The Two-Limb Test Explained

SMI relief requires satisfying two conditions at the same time. Limb 1: a medical certificate from a registered medical practitioner stating that the person has a severe impairment of intelligence and social functioning resulting from a qualifying condition (dementia, acquired brain injury, severe learning disability, Parkinson's, multiple sclerosis, stroke, or similar). Limb 2: the person is in receipt of at least one qualifying benefit — PIP daily living component, DLA care component (middle or higher rate), attendance allowance, ESA support component, or universal credit with a disability premium. Both must be met on the date relief is claimed from.
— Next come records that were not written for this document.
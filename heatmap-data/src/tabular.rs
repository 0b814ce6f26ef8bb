//! CSV point data.
//!
//! Header row must name `latitude`, `longitude` and `intensity`; any other
//! column is carried into the record's properties.

use tracing::{debug, warn};

use heatmap_core::constants::{COLUMN_INTENSITY, COLUMN_LATITUDE, COLUMN_LONGITUDE, REQUIRED_COLUMNS};
use heatmap_core::error::{HeatmapError, Result};
use heatmap_core::types::{Feature, FeatureCollection, HeatmapPoint};

fn parse_finite(field: &str) -> Option<f64> {
    field.parse::<f64>().ok().filter(|v| v.is_finite())
}

/// Parses CSV text into a point collection.
///
/// Extra columns become numbers when they parse as finite numbers and stay
/// strings otherwise. Blank lines are skipped. A row whose latitude,
/// longitude or intensity is not a finite number is dropped and logged.
pub fn parse_csv(text: &str) -> Result<FeatureCollection> {
    let mut reader = csv::ReaderBuilder::new()
        .trim(csv::Trim::All)
        .flexible(true)
        .from_reader(text.as_bytes());

    let headers = reader
        .headers()
        .map_err(|e| HeatmapError::Csv(e.to_string()))?
        .clone();
    let column = |name: &str| headers.iter().position(|h| h == name);

    let missing: Vec<&str> = REQUIRED_COLUMNS
        .iter()
        .copied()
        .filter(|name| column(*name).is_none())
        .collect();
    if !missing.is_empty() {
        return Err(HeatmapError::Csv(format!(
            "missing required column(s): {}",
            missing.join(", ")
        )));
    }

    // All three are present, checked above.
    let lat_idx = column(COLUMN_LATITUDE).unwrap_or_default();
    let lng_idx = column(COLUMN_LONGITUDE).unwrap_or_default();
    let intensity_idx = column(COLUMN_INTENSITY).unwrap_or_default();

    let mut features = Vec::new();
    let mut rejected = 0usize;

    for record in reader.records() {
        let record = record.map_err(|e| HeatmapError::Csv(e.to_string()))?;
        if record.iter().all(str::is_empty) {
            continue;
        }

        let number = |idx: usize| record.get(idx).and_then(parse_finite);
        let (Some(lat), Some(lng), Some(intensity)) =
            (number(lat_idx), number(lng_idx), number(intensity_idx))
        else {
            let line = record.position().map(|p| p.line());
            debug!(line = ?line, "Rejecting CSV row without numeric position or intensity");
            rejected += 1;
            continue;
        };

        let mut feature = Feature::from(HeatmapPoint {
            latitude: lat,
            longitude: lng,
            intensity,
        });
        for (idx, name) in headers.iter().enumerate() {
            if idx == lat_idx || idx == lng_idx || idx == intensity_idx {
                continue;
            }
            let Some(raw) = record.get(idx) else {
                continue;
            };
            match parse_finite(raw) {
                Some(value) => feature.properties.insert_number(name, value),
                None => feature.properties.insert(name, raw),
            };
        }

        features.push(feature);
    }

    if rejected > 0 {
        warn!(rejected, accepted = features.len(), "Dropped CSV rows with non-numeric fields");
    }

    Ok(FeatureCollection::new(features))
}

#[cfg(test)]
mod tests {
    use super::*;
    use heatmap_core::types::Coordinates;
    use serde_json::json;
    use test_case::test_case;

    #[test]
    fn test_parse_two_rows() {
        let text = "latitude,longitude,intensity\n-33.87,151.21,100\n-37.81,144.96,90";
        let collection = parse_csv(text).unwrap();

        assert_eq!(collection.len(), 2);
        let first = &collection.features[0];
        assert_eq!(first.coordinates(), Coordinates::new(151.21, -33.87));
        assert_eq!(first.properties.intensity(), Some(100.0));
        assert_eq!(collection.features[1].coordinates(), Coordinates::new(144.96, -37.81));
    }

    #[test]
    fn test_extra_columns_cast_when_numeric() {
        let text = "latitude,longitude,intensity,district,count\n-33.87,151.21,100,Sydney,42";
        let collection = parse_csv(text).unwrap();
        let props = &collection.features[0].properties;

        assert_eq!(props.get_str("district"), Some("Sydney"));
        assert_eq!(props.get("count"), Some(&json!(42.0)));
        assert!(props.get("latitude").is_none());
    }

    #[test]
    fn test_column_order_is_free() {
        let text = "intensity,district,longitude,latitude\n5,Perth,115.86,-31.95";
        let collection = parse_csv(text).unwrap();
        assert_eq!(collection.features[0].coordinates(), Coordinates::new(115.86, -31.95));
        assert_eq!(collection.features[0].properties.intensity(), Some(5.0));
    }

    #[test]
    fn test_blank_lines_and_whitespace() {
        let text = "latitude, longitude, intensity\n\n -33.87 , 151.21 , 100 \n\n";
        let collection = parse_csv(text).unwrap();
        assert_eq!(collection.len(), 1);
        assert_eq!(collection.features[0].coordinates(), Coordinates::new(151.21, -33.87));
    }

    #[test_case("abc" ; "text intensity")]
    #[test_case("" ; "empty intensity")]
    #[test_case("NaN" ; "nan intensity")]
    #[test_case("inf" ; "infinite intensity")]
    fn test_row_with_bad_intensity_rejected(intensity: &str) {
        let text = format!("latitude,longitude,intensity\n-33.87,151.21,{intensity}\n-37.81,144.96,90");
        let collection = parse_csv(&text).unwrap();
        assert_eq!(collection.len(), 1);
        assert_eq!(collection.features[0].properties.intensity(), Some(90.0));
    }

    #[test]
    fn test_row_with_bad_coordinate_rejected() {
        let text = "latitude,longitude,intensity\n,151.21,100\n-37.81,east,90";
        assert!(parse_csv(text).unwrap().is_empty());
    }

    #[test]
    fn test_short_row_omits_missing_extras() {
        let text = "latitude,longitude,intensity,district\n-33.87,151.21,100";
        let collection = parse_csv(text).unwrap();
        assert!(collection.features[0].properties.get("district").is_none());
    }

    #[test]
    fn test_multiline_quoted_field_and_later_bad_row() {
        let text = "latitude,longitude,intensity,note\n\n-33.87,151.21,100,\"two\nlines\"\n\n-37.81,144.96,oops,x\n";
        let collection = parse_csv(text).unwrap();
        assert_eq!(collection.len(), 1);
        assert_eq!(collection.features[0].properties.get_str("note"), Some("two\nlines"));
    }

    #[test]
    fn test_missing_required_column() {
        let err = parse_csv("lat,longitude,intensity\n1,2,3").unwrap_err();
        assert!(matches!(err, HeatmapError::Csv(ref msg) if msg.contains("latitude")));
    }

    #[test]
    fn test_header_only_is_empty() {
        assert!(parse_csv("latitude,longitude,intensity\n").unwrap().is_empty());
    }
}
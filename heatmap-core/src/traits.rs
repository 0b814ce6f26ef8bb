//! Common traits for the heatmap toolkit.
//!
//! These are the seams between the core logic and its collaborators:
//! storage, time, data retrieval and the notification surface.

use std::sync::Arc;

use async_trait::async_trait;

use crate::constants::CONTENT_TYPE_JSON;
use crate::error::Result;
use crate::notify::Notification;

// ═══════════════════════════════════════════════════════════════════════════════
// KEY-VALUE STORE TRAIT
// ═══════════════════════════════════════════════════════════════════════════════

/// Persistent string key-value store, the contract browser storage offers.
///
/// Implementations might use:
/// - A process-local map (tests, ephemeral runs)
/// - A JSON file on disk (survives restarts)
pub trait KeyValueStore: Send + Sync {
    /// Reads a value.
    fn get_item(&self, key: &str) -> Result<Option<String>>;

    /// Writes a value, replacing any previous one.
    fn set_item(&self, key: &str, value: &str) -> Result<()>;

    /// Deletes a value. Removing a missing key is not an error.
    fn remove_item(&self, key: &str) -> Result<()>;

    /// Lists every stored key.
    fn keys(&self) -> Result<Vec<String>>;
}

impl<T: KeyValueStore + ?Sized> KeyValueStore for Arc<T> {
    fn get_item(&self, key: &str) -> Result<Option<String>> {
        (**self).get_item(key)
    }

    fn set_item(&self, key: &str, value: &str) -> Result<()> {
        (**self).set_item(key, value)
    }

    fn remove_item(&self, key: &str) -> Result<()> {
        (**self).remove_item(key)
    }

    fn keys(&self) -> Result<Vec<String>> {
        (**self).keys()
    }
}

// ═══════════════════════════════════════════════════════════════════════════════
// CLOCK TRAIT
// ═══════════════════════════════════════════════════════════════════════════════

/// Source of "now" for staleness checks.
pub trait Clock: Send + Sync {
    /// Milliseconds since the Unix epoch.
    fn now_millis(&self) -> u64;
}

impl<T: Clock + ?Sized> Clock for Arc<T> {
    fn now_millis(&self) -> u64 {
        (**self).now_millis()
    }
}

// ═══════════════════════════════════════════════════════════════════════════════
// FEATURE SOURCE TRAIT
// ═══════════════════════════════════════════════════════════════════════════════

/// Undecoded payload returned by a [`FeatureSource`].
#[derive(Clone, Debug, PartialEq, Eq)]
pub struct RawPayload {
    /// Declared content type, if the source knows one
    pub content_type: Option<String>,
    /// Payload text
    pub body: String,
}

impl RawPayload {
    /// Creates a payload.
    pub fn new(content_type: Option<String>, body: impl Into<String>) -> Self {
        Self {
            content_type,
            body: body.into(),
        }
    }

    /// Returns true if the payload should be read as GeoJSON.
    ///
    /// Anything not declared as JSON is treated as tabular text.
    pub fn is_json(&self) -> bool {
        self.content_type
            .as_deref()
            .is_some_and(|ct| ct.to_ascii_lowercase().contains(CONTENT_TYPE_JSON))
    }
}

/// Interface for retrieving point data by location (URL or path).
#[async_trait]
pub trait FeatureSource: Send + Sync {
    /// Retrieves the payload at `location`.
    ///
    /// Fails on network errors and non-success responses. No retry.
    async fn fetch(&self, location: &str) -> Result<RawPayload>;
}

#[async_trait]
impl<T: FeatureSource + ?Sized> FeatureSource for Arc<T> {
    async fn fetch(&self, location: &str) -> Result<RawPayload> {
        (**self).fetch(location).await
    }
}

// ═══════════════════════════════════════════════════════════════════════════════
// NOTIFIER TRAIT
// ═══════════════════════════════════════════════════════════════════════════════

/// The single surface all user-visible messages go through.
pub trait Notifier: Send + Sync {
    /// Shows a notification.
    fn notify(&self, notification: Notification);
}

impl<T: Notifier + ?Sized> Notifier for Arc<T> {
    fn notify(&self, notification: Notification) {
        (**self).notify(notification)
    }
}

#[cfg(test)]
mod tests {
    use super::*;
    use test_case::test_case;

    #[test_case(Some("application/json"), true ; "plain json")]
    #[test_case(Some("application/json; charset=utf-8"), true ; "json with charset")]
    #[test_case(Some("Application/JSON"), true ; "mixed case")]
    #[test_case(Some("text/csv"), false ; "csv")]
    #[test_case(Some("text/plain"), false ; "plain text")]
    #[test_case(None, false ; "undeclared")]
    fn test_payload_dispatch(content_type: Option<&str>, expected: bool) {
        let payload = RawPayload::new(content_type.map(str::to_owned), "");
        assert_eq!(payload.is_json(), expected);
    }
}
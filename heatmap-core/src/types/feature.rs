//! GeoJSON-shaped point records.
//!
//! - [`Coordinates`]: longitude/latitude pair, serialized longitude first
//! - [`Feature`]: one geotagged record with open properties
//! - [`FeatureCollection`]: ordered records, the unit that gets cached and filtered

use std::collections::BTreeSet;

use serde::{Deserialize, Serialize};
use serde_json::{Map, Number, Value};

use crate::constants::PROPERTY_INTENSITY;

// ═══════════════════════════════════════════════════════════════════════════════
// COORDINATES & GEOMETRY
// ═══════════════════════════════════════════════════════════════════════════════

/// A position on the map.
///
/// Serializes as the GeoJSON array `[longitude, latitude]`.
#[derive(Clone, Copy, Debug, PartialEq, Serialize, Deserialize)]
#[serde(from = "[f64; 2]", into = "[f64; 2]")]
pub struct Coordinates {
    /// Degrees east
    pub longitude: f64,
    /// Degrees north
    pub latitude: f64,
}

impl Coordinates {
    /// Creates coordinates from longitude and latitude, in that order.
    pub fn new(longitude: f64, latitude: f64) -> Self {
        Self { longitude, latitude }
    }
}

impl From<[f64; 2]> for Coordinates {
    fn from([longitude, latitude]: [f64; 2]) -> Self {
        Self { longitude, latitude }
    }
}

impl From<Coordinates> for [f64; 2] {
    fn from(c: Coordinates) -> Self {
        [c.longitude, c.latitude]
    }
}

/// Geometry of a validated record. Only points survive cleaning.
#[derive(Clone, Debug, PartialEq, Serialize, Deserialize)]
#[serde(tag = "type")]
pub enum Geometry {
    /// A single position.
    Point {
        /// Longitude-first position
        coordinates: Coordinates,
    },
}

impl Geometry {
    /// Returns the position of this geometry.
    pub fn coordinates(&self) -> Coordinates {
        match self {
            Geometry::Point { coordinates } => *coordinates,
        }
    }
}

// ═══════════════════════════════════════════════════════════════════════════════
// PROPERTIES
// ═══════════════════════════════════════════════════════════════════════════════

/// Open attribute map attached to a record.
#[derive(Clone, Debug, Default, PartialEq, Serialize, Deserialize)]
#[serde(transparent)]
pub struct Properties(Map<String, Value>);

impl Properties {
    /// Creates an empty property map.
    pub fn new() -> Self {
        Self::default()
    }

    /// Creates a property map holding only `intensity`.
    pub fn with_intensity(intensity: f64) -> Self {
        let mut props = Self::new();
        props.insert_number(PROPERTY_INTENSITY, intensity);
        props
    }

    /// Returns the numeric intensity, if present.
    pub fn intensity(&self) -> Option<f64> {
        self.0.get(PROPERTY_INTENSITY).and_then(Value::as_f64)
    }

    /// Returns the raw value of a property.
    pub fn get(&self, name: &str) -> Option<&Value> {
        self.0.get(name)
    }

    /// Returns a property only when it is a JSON string.
    pub fn get_str(&self, name: &str) -> Option<&str> {
        self.0.get(name).and_then(Value::as_str)
    }

    /// Sets a property, returning the previous value.
    pub fn insert(&mut self, name: impl Into<String>, value: impl Into<Value>) -> Option<Value> {
        self.0.insert(name.into(), value.into())
    }

    /// Sets a numeric property. Non-finite numbers have no JSON form and are
    /// stored as `null`.
    pub fn insert_number(&mut self, name: impl Into<String>, value: f64) -> Option<Value> {
        let value = Number::from_f64(value).map_or(Value::Null, Value::Number);
        self.0.insert(name.into(), value)
    }

    /// Chaining form of [`Properties::insert`].
    pub fn with(mut self, name: impl Into<String>, value: impl Into<Value>) -> Self {
        self.insert(name, value);
        self
    }

    /// Number of properties.
    pub fn len(&self) -> usize {
        self.0.len()
    }

    /// Returns true if there are no properties.
    pub fn is_empty(&self) -> bool {
        self.0.is_empty()
    }

    /// Iterates over name/value pairs.
    pub fn iter(&self) -> impl Iterator<Item = (&String, &Value)> {
        self.0.iter()
    }
}

impl From<Map<String, Value>> for Properties {
    fn from(map: Map<String, Value>) -> Self {
        Self(map)
    }
}

// ═══════════════════════════════════════════════════════════════════════════════
// FEATURE
// ═══════════════════════════════════════════════════════════════════════════════

/// GeoJSON tag of a single record.
#[derive(Clone, Copy, Debug, Default, PartialEq, Eq, Serialize, Deserialize)]
pub enum FeatureType {
    /// `"Feature"`
    #[default]
    Feature,
}

/// One geotagged observation.
#[derive(Clone, Debug, PartialEq, Serialize, Deserialize)]
pub struct Feature {
    /// Always `"Feature"`
    #[serde(rename = "type", default)]
    pub kind: FeatureType,
    /// Attributes; `intensity` drives the heatmap weight
    pub properties: Properties,
    /// Point geometry
    pub geometry: Geometry,
}

impl Feature {
    /// Creates a point feature.
    pub fn new(coordinates: Coordinates, properties: Properties) -> Self {
        Self {
            kind: FeatureType::Feature,
            properties,
            geometry: Geometry::Point { coordinates },
        }
    }

    /// Returns the record's position.
    pub fn coordinates(&self) -> Coordinates {
        self.geometry.coordinates()
    }
}

// ═══════════════════════════════════════════════════════════════════════════════
// COLLECTION
// ═══════════════════════════════════════════════════════════════════════════════

/// GeoJSON tag of a collection.
#[derive(Clone, Copy, Debug, Default, PartialEq, Eq, Serialize, Deserialize)]
pub enum CollectionType {
    /// `"FeatureCollection"`
    #[default]
    FeatureCollection,
}

/// Ordered sequence of records.
#[derive(Clone, Debug, Default, PartialEq, Serialize, Deserialize)]
pub struct FeatureCollection {
    /// Always `"FeatureCollection"`
    #[serde(rename = "type", default)]
    pub kind: CollectionType,
    /// The records, in input order
    pub features: Vec<Feature>,
}

impl FeatureCollection {
    /// Wraps a list of features.
    pub fn new(features: Vec<Feature>) -> Self {
        Self {
            kind: CollectionType::FeatureCollection,
            features,
        }
    }

    /// Creates an empty collection.
    pub fn empty() -> Self {
        Self::default()
    }

    /// Number of features.
    pub fn len(&self) -> usize {
        self.features.len()
    }

    /// Returns true if the collection has no features.
    pub fn is_empty(&self) -> bool {
        self.features.is_empty()
    }

    /// Iterates over features in order.
    pub fn iter(&self) -> std::slice::Iter<'_, Feature> {
        self.features.iter()
    }

    /// Distinct non-empty string values of a property, sorted.
    ///
    /// These are the choices offered for a filter dimension.
    pub fn unique_property_values(&self, name: &str) -> BTreeSet<String> {
        self.features
            .iter()
            .filter_map(|f| f.properties.get_str(name))
            .filter(|v| !v.is_empty())
            .map(str::to_owned)
            .collect()
    }
}

impl FromIterator<Feature> for FeatureCollection {
    fn from_iter<I: IntoIterator<Item = Feature>>(iter: I) -> Self {
        Self::new(iter.into_iter().collect())
    }
}

impl<'a> IntoIterator for &'a FeatureCollection {
    type Item = &'a Feature;
    type IntoIter = std::slice::Iter<'a, Feature>;

    fn into_iter(self) -> Self::IntoIter {
        self.features.iter()
    }
}

// ═══════════════════════════════════════════════════════════════════════════════
// HEATMAP POINT
// ═══════════════════════════════════════════════════════════════════════════════

/// A numeric latitude/longitude/intensity triple.
#[derive(Clone, Copy, Debug, PartialEq, Serialize, Deserialize)]
pub struct HeatmapPoint {
    /// Degrees north
    pub latitude: f64,
    /// Degrees east
    pub longitude: f64,
    /// Heatmap weight
    pub intensity: f64,
}

impl From<HeatmapPoint> for Feature {
    fn from(p: HeatmapPoint) -> Self {
        Feature::new(
            Coordinates::new(p.longitude, p.latitude),
            Properties::with_intensity(p.intensity),
        )
    }
}

#[cfg(test)]
mod tests {
    use super::*;
    use serde_json::json;

    fn district(name: &str) -> Feature {
        Feature::new(
            Coordinates::new(151.21, -33.87),
            Properties::with_intensity(1.0).with("district", name),
        )
    }

    #[test]
    fn test_feature_serializes_as_geojson() {
        let feature = Feature::new(Coordinates::new(151.21, -33.87), Properties::with_intensity(100.0));
        let value = serde_json::to_value(&feature).unwrap();
        assert_eq!(
            value,
            json!({
                "type": "Feature",
                "properties": { "intensity": 100.0 },
                "geometry": { "type": "Point", "coordinates": [151.21, -33.87] }
            })
        );
    }

    #[test]
    fn test_collection_deserializes_from_geojson() {
        let value = json!({
            "type": "FeatureCollection",
            "features": [{
                "type": "Feature",
                "properties": { "intensity": 5, "district": "Sydney" },
                "geometry": { "type": "Point", "coordinates": [151.0, -33.0] }
            }]
        });
        let collection: FeatureCollection = serde_json::from_value(value).unwrap();
        assert_eq!(collection.len(), 1);
        let feature = &collection.features[0];
        assert_eq!(feature.coordinates(), Coordinates::new(151.0, -33.0));
        assert_eq!(feature.properties.intensity(), Some(5.0));
        assert_eq!(feature.properties.get_str("district"), Some("Sydney"));
    }

    #[test]
    fn test_wrong_collection_tag_rejected() {
        let value = json!({ "type": "Feature", "features": [] });
        assert!(serde_json::from_value::<FeatureCollection>(value).is_err());
    }

    #[test]
    fn test_non_finite_number_stored_as_null() {
        let mut props = Properties::new();
        props.insert_number("intensity", f64::NAN);
        assert_eq!(props.get("intensity"), Some(&Value::Null));
        assert_eq!(props.intensity(), None);
    }

    #[test]
    fn test_get_str_ignores_numbers() {
        let props = Properties::new().with("district", 5);
        assert_eq!(props.get_str("district"), None);
    }

    #[test]
    fn test_unique_property_values_sorted_and_non_empty() {
        let collection: FeatureCollection = ["Sydney", "Melbourne", "Sydney", ""]
            .into_iter()
            .map(district)
            .collect();
        let values: Vec<_> = collection.unique_property_values("district").into_iter().collect();
        assert_eq!(values, vec!["Melbourne".to_string(), "Sydney".to_string()]);
    }

    #[test]
    fn test_point_into_feature() {
        let feature = Feature::from(HeatmapPoint {
            latitude: -37.81,
            longitude: 144.96,
            intensity: 90.0,
        });
        assert_eq!(feature.coordinates(), Coordinates::new(144.96, -37.81));
        assert_eq!(feature.properties.intensity(), Some(90.0));
    }
}
//! Terminal notification surface.

use colored::*;

use heatmap_core::notify::{Notification, NotificationKind};
use heatmap_core::traits::Notifier;

/// Prints notifications to stderr, coloured by kind.
///
/// Stdout is left for command output so it can be piped.
#[derive(Clone, Copy, Debug, Default)]
pub struct ConsoleNotifier;

impl ConsoleNotifier {
    fn render(notification: &Notification) -> String {
        let message = notification.message.as_str();
        match notification.kind {
            NotificationKind::Success => format!("{} {}", "✅".green(), message.green()),
            NotificationKind::Info => format!("{} {}", "ℹ️ ".cyan(), message.cyan()),
            NotificationKind::Warning => format!("{} {}", "⚠️ ".yellow(), message.yellow()),
            NotificationKind::Error => format!("{} {}", "❌".red(), message.red().bold()),
        }
    }
}

impl Notifier for ConsoleNotifier {
    fn notify(&self, notification: Notification) {
        eprintln!("{}", Self::render(&notification));
    }
}

#[cfg(test)]
mod tests {
    use super::*;

    #[test]
    fn test_render_keeps_message() {
        colored::control::set_override(false);
        let line = ConsoleNotifier::render(&Notification::error("Failed to load data: boom"));
        assert!(line.ends_with("Failed to load data: boom"));
        let line = ConsoleNotifier::render(&Notification::info("Showing all 3 locations"));
        assert!(line.contains("Showing all 3 locations"));
    }
}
Common Reasons for Refusal — and How to Fix Them

The GP certificate uses incorrect wording: ask the GP to use the statutory phrase 'severe impairment of intelligence and social functioning'. The qualifying benefit has not yet been awarded: apply for PIP or attendance allowance first, then resubmit the council tax claim once the award is confirmed. The council claims the condition is not qualifying: dementia, stroke, brain injury, MS, Parkinson's, and severe learning disabilities all qualify — cite Article 2 of SI 1992/548.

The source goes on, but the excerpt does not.